## Task directions
Repeat the material exactly, leaving no line out.

══ Data for processing ══

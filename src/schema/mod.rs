//! Schema setup for the telemetry dataset.
//!
//! Creates the namespace and the external tables that map processed
//! telemetry files in object storage. Every statement goes through
//! submit and poll only; none of them return rows.

mod ddl;

pub use ddl::{create_database_statement, create_external_table_statement, drop_table_statement};

use serde::{Deserialize, Serialize};
use tracing::{info, warn};

use crate::error::Result;
use crate::query::{AsyncQueryExecutor, PollPolicy};
use crate::service::QuerySubmission;

/// One column of an external table.
#[derive(Debug, Clone, PartialEq, Eq, Serialize, Deserialize)]
#[serde(from = "(String, String)", into = "(String, String)")]
pub struct ColumnDefinition {
    pub name: String,
    pub data_type: String,
}

impl ColumnDefinition {
    pub fn new(name: impl Into<String>, data_type: impl Into<String>) -> Self {
        Self {
            name: name.into(),
            data_type: data_type.into(),
        }
    }
}

impl From<(String, String)> for ColumnDefinition {
    fn from((name, data_type): (String, String)) -> Self {
        Self { name, data_type }
    }
}

impl From<ColumnDefinition> for (String, String) {
    fn from(column: ColumnDefinition) -> Self {
        (column.name, column.data_type)
    }
}

/// An external table over comma-delimited files.
#[derive(Debug, Clone, PartialEq, Eq, Serialize, Deserialize)]
pub struct TableDefinition {
    pub name: String,

    /// Object storage prefix holding the table's files.
    pub location: String,

    pub columns: Vec<ColumnDefinition>,

    /// Header lines to skip in every file.
    #[serde(default = "default_skip_header_lines")]
    pub skip_header_lines: u32,
}

fn default_skip_header_lines() -> u32 {
    1
}

impl TableDefinition {
    pub fn new(
        name: impl Into<String>,
        location: impl Into<String>,
        columns: Vec<ColumnDefinition>,
    ) -> Self {
        Self {
            name: name.into(),
            location: location.into(),
            columns,
            skip_header_lines: default_skip_header_lines(),
        }
    }
}

/// Which step of table setup went wrong.
#[derive(Debug, Clone, Copy, PartialEq, Eq, Serialize)]
#[serde(rename_all = "lowercase")]
pub enum SetupStep {
    Drop,
    Create,
}

/// A table that could not be dropped or created.
#[derive(Debug, Clone, PartialEq, Eq, Serialize)]
pub struct TableFailure {
    pub table: String,
    pub step: SetupStep,
    pub message: String,
}

/// Outcome of a setup run.
#[derive(Debug, Clone, Default, PartialEq, Eq, Serialize)]
pub struct SetupReport {
    pub database: String,
    /// Tables created, in configuration order.
    pub created: Vec<String>,
    pub failures: Vec<TableFailure>,
}

impl SetupReport {
    /// Returns true if every table was created.
    pub fn is_complete(&self) -> bool {
        !self
            .failures
            .iter()
            .any(|failure| failure.step == SetupStep::Create)
    }
}

/// Runs the namespace and table definition statements.
pub struct SchemaSetup<'a> {
    executor: &'a AsyncQueryExecutor,
    database: String,
    output_location: String,
    policy: PollPolicy,
}

impl<'a> SchemaSetup<'a> {
    pub fn new(
        executor: &'a AsyncQueryExecutor,
        database: impl Into<String>,
        output_location: impl Into<String>,
        policy: PollPolicy,
    ) -> Self {
        Self {
            executor,
            database: database.into(),
            output_location: output_location.into(),
            policy,
        }
    }

    /// Creates the namespace, then drops and recreates every table.
    ///
    /// A namespace failure aborts the run. Table failures are recorded and
    /// the remaining tables are still processed.
    pub async fn run(&self, tables: &[TableDefinition]) -> Result<SetupReport> {
        let mut report = SetupReport {
            database: self.database.clone(),
            ..Default::default()
        };

        info!(database = %self.database, "Creating database");
        let statement = create_database_statement(&self.database)?;
        self.executor
            .run_to_completion(
                &QuerySubmission::without_dataset(statement, &self.output_location),
                &self.policy,
            )
            .await?;

        for table in tables {
            if let Err(e) = self.drop_table(table).await {
                warn!(table = %table.name, "Could not drop table: {}", e);
                report.failures.push(TableFailure {
                    table: table.name.clone(),
                    step: SetupStep::Drop,
                    message: e.to_string(),
                });
            }
        }

        for table in tables {
            match self.create_table(table).await {
                Ok(()) => {
                    info!(table = %table.name, "Table created");
                    report.created.push(table.name.clone());
                }
                Err(e) => {
                    warn!(table = %table.name, "Error creating table: {}", e);
                    report.failures.push(TableFailure {
                        table: table.name.clone(),
                        step: SetupStep::Create,
                        message: e.to_string(),
                    });
                }
            }
        }

        Ok(report)
    }

    async fn drop_table(&self, table: &TableDefinition) -> Result<()> {
        let statement = drop_table_statement(&self.database, &table.name)?;
        self.run_in_database(statement).await
    }

    async fn create_table(&self, table: &TableDefinition) -> Result<()> {
        let statement = create_external_table_statement(&self.database, table)?;
        self.run_in_database(statement).await
    }

    async fn run_in_database(&self, statement: String) -> Result<()> {
        let submission =
            QuerySubmission::new(statement, self.database.as_str(), self.output_location.as_str());
        self.executor
            .run_to_completion(&submission, &self.policy)
            .await
            .map(|_| ())
    }
}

═══

## Reply
filename src/schema/mod.rs
//! Schema setup for the telemetry dataset.
//!
//! Creates the namespace and the external tables that map processed
//! telemetry files in object storage. Every statement goes through
//! submit and poll only; none of them return rows.

mod ddl;

pub use ddl::{create_database_statement, create_external_table_statement, drop_table_statement};

use serde::{Deserialize, Serialize};
use tracing::{info, warn};

use crate::error::Result;
use crate::query::{AsyncQueryExecutor, PollPolicy};
use crate::service::QuerySubmission;

/// One column of an external table.
#[derive(Debug, Clone, PartialEq, Eq, Serialize, Deserialize)]
#[serde(from = "(String, String)", into = "(String, String)")]
pub struct ColumnDefinition {
    pub name: String,
    pub data_type: String,
}

impl ColumnDefinition {
    pub fn new(name: impl Into<String>, data_type: impl Into<String>) -> Self {
        Self {
            name: name.into(),
            data_type: data_type.into(),
        }
    }
}

impl From<(String, String)> for ColumnDefinition {
    fn from((name, data_type): (String, String)) -> Self {
        Self { name, data_type }
    }
}

impl From<ColumnDefinition> for (String, String) {
    fn from(column: ColumnDefinition) -> Self {
        (column.name, column.data_type)
    }
}

/// An external table over comma-delimited files.
#[derive(Debug, Clone, PartialEq, Eq, Serialize, Deserialize)]
pub struct TableDefinition {
    pub name: String,

    /// Object storage prefix holding the table's files.
    pub location: String,

    pub columns: Vec<ColumnDefinition>,

    /// Header lines to skip in every file.
    #[serde(default = "default_skip_header_lines")]
    pub skip_header_lines: u32,
}

fn default_skip_header_lines() -> u32 {
    1
}

impl TableDefinition {
    pub fn new(
        name: impl Into<String>,
        location: impl Into<String>,
        columns: Vec<ColumnDefinition>,
    ) -> Self {
        Self {
            name: name.into(),
            location: location.into(),
            columns,
            skip_header_lines: default_skip_header_lines(),
        }
    }
}

/// Which step of table setup went wrong.
#[derive(Debug, Clone, Copy, PartialEq, Eq, Serialize)]
#[serde(rename_all = "lowercase")]
pub enum SetupStep {
    Drop,
    Create,
}

/// A table that could not be dropped or created.
#[derive(Debug, Clone, PartialEq, Eq, Serialize)]
pub struct TableFailure {
    pub table: String,
    pub step: SetupStep,
    pub message: String,
}

/// Outcome of a setup run.
#[derive(Debug, Clone, Default, PartialEq, Eq, Serialize)]
pub struct SetupReport {
    pub database: String,
    /// Tables created, in configuration order.
    pub created: Vec<String>,
    pub failures: Vec<TableFailure>,
}

impl SetupReport {
    /// Returns true if every table was created.
    pub fn is_complete(&self) -> bool {
        !self
            .failures
            .iter()
            .any(|failure| failure.step == SetupStep::Create)
    }
}

/// Runs the namespace and table definition statements.
pub struct SchemaSetup<'a> {
    executor: &'a AsyncQueryExecutor,
    database: String,
    output_location: String,
    policy: PollPolicy,
}

impl<'a> SchemaSetup<'a> {
    pub fn new(
        executor: &'a AsyncQueryExecutor,
        database: impl Into<String>,
        output_location: impl Into<String>,
        policy: PollPolicy,
    ) -> Self {
        Self {
            executor,
            database: database.into(),
            output_location: output_location.into(),
            policy,
        }
    }

    /// Creates the namespace, then drops and recreates every table.
    ///
    /// A namespace failure aborts the run. Table failures are recorded and
    /// the remaining tables are still processed.
    pub async fn run(&self, tables: &[TableDefinition]) -> Result<SetupReport> {
        let mut report = SetupReport {
            database: self.database.clone(),
            ..Default::default()
        };

        info!(database = %self.database, "Creating database");
        let statement = create_database_statement(&self.database)?;
        self.executor
            .run_to_completion(
                &QuerySubmission::without_dataset(statement, &self.output_location),
                &self.policy,
            )
            .await?;

        for table in tables {
            if let Err(e) = self.drop_table(table).await {
                warn!(table = %table.name, "Could not drop table: {}", e);
                report.failures.push(TableFailure {
                    table: table.name.clone(),
                    step: SetupStep::Drop,
                    message: e.to_string(),
                });
            }
        }

        for table in tables {
            match self.create_table(table).await {
                Ok(()) => {
                    info!(table = %table.name, "Table created");
                    report.created.push(table.name.clone());
                }
                Err(e) => {
                    warn!(table = %table.name, "Error creating table: {}", e);
                    report.failures.push(TableFailure {
                        table: table.name.clone(),
                        step: SetupStep::Create,
                        message: e.to_string(),
                    });
                }
            }
        }

        Ok(report)
    }

    async fn drop_table(&self, table: &TableDefinition) -> Result<()> {
        let statement = drop_table_statement(&self.database, &table.name)?;
        self.run_in_database(statement).await
    }

    async fn create_table(&self, table: &TableDefinition) -> Result<()> {
        let statement = create_external_table_statement(&self.database, table)?;
        self.run_in_database(statement).await
    }

    async fn run_in_database(&self, statement: String) -> Result<()> {
        let submission =
            QuerySubmission::new(statement, self.database.as_str(), self.output_location.as_str());
        self.executor
            .run_to_completion(&submission, &self.policy)
            .await
            .map(|_| ())
    }
}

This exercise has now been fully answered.